> **WHAT TO DO**
In the entries below, find the line containing "every index for", then copy it and every later line exactly, ending with the last line.

[Stored items]
++++

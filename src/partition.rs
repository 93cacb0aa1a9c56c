//! Partition
//!
//! In-place reordering of tuple index slices. Growing and table-driven pruning
//! hand every recursive call an exclusive sub-slice of one index vector; the
//! functions here reorder such a slice and report where the groups begin, so
//! tuples are never copied.
use crate::data::Table;

/// Provided a slice of tuple indices, pivot them so that every index for
/// which `goes_left` holds comes first. Returns the number of such indices,
/// which is also the start of the right-hand block.
#[inline]
pub fn pivot<F>(index: &mut [usize], mut goes_left: F) -> usize
where
    F: FnMut(usize) -> bool,
{
    let mut low = 0;
    let mut high = index.len();
    while low < high {
        if goes_left(index[low]) {
            low += 1;
        } else {
            high -= 1;
            index.swap(low, high);
        }
    }
    low
}

/// Move tuples whose value in `col` is missing to the front of the slice.
/// Returns the number of missing tuples.
#[inline]
pub fn pivot_missing(index: &mut [usize], table: &Table, col: usize) -> usize {
    pivot(index, |i| table.get(i, col).is_missing())
}

/// Sort tuples by their numeric value in `col`. Missing values sort first.
pub fn sort_by_value(index: &mut [usize], table: &Table, col: usize) {
    index.sort_by(|a, b| {
        let va = table.get(*a, col).as_f64().unwrap_or(f64::NEG_INFINITY);
        let vb = table.get(*b, col).as_f64().unwrap_or(f64::NEG_INFINITY);
        va.total_cmp(&vb)
    });
}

++++

> **SOLUTION FOR THIS EXERCISE**
/// Provided a slice of tuple indices, pivot them so that every index for
/// which `goes_left` holds comes first. Returns the number of such indices,
/// which is also the start of the right-hand block.
#[inline]
pub fn pivot<F>(index: &mut [usize], mut goes_left: F) -> usize
where
    F: FnMut(usize) -> bool,
{
    let mut low = 0;
    let mut high = index.len();
    while low < high {
        if goes_left(index[low]) {
            low += 1;
        } else {
            high -= 1;
            index.swap(low, high);
        }
    }
    low
}

/// Move tuples whose value in `col` is missing to the front of the slice.
/// Returns the number of missing tuples.
#[inline]
pub fn pivot_missing(index: &mut [usize], table: &Table, col: usize) -> usize {
    pivot(index, |i| table.get(i, col).is_missing())
}

/// Sort tuples by their numeric value in `col`. Missing values sort first.
pub fn sort_by_value(index: &mut [usize], table: &Table, col: usize) {
    index.sort_by(|a, b| {
        let va = table.get(*a, col).as_f64().unwrap_or(f64::NEG_INFINITY);
        let vb = table.get(*b, col).as_f64().unwrap_or(f64::NEG_INFINITY);
        va.total_cmp(&vb)
    });
}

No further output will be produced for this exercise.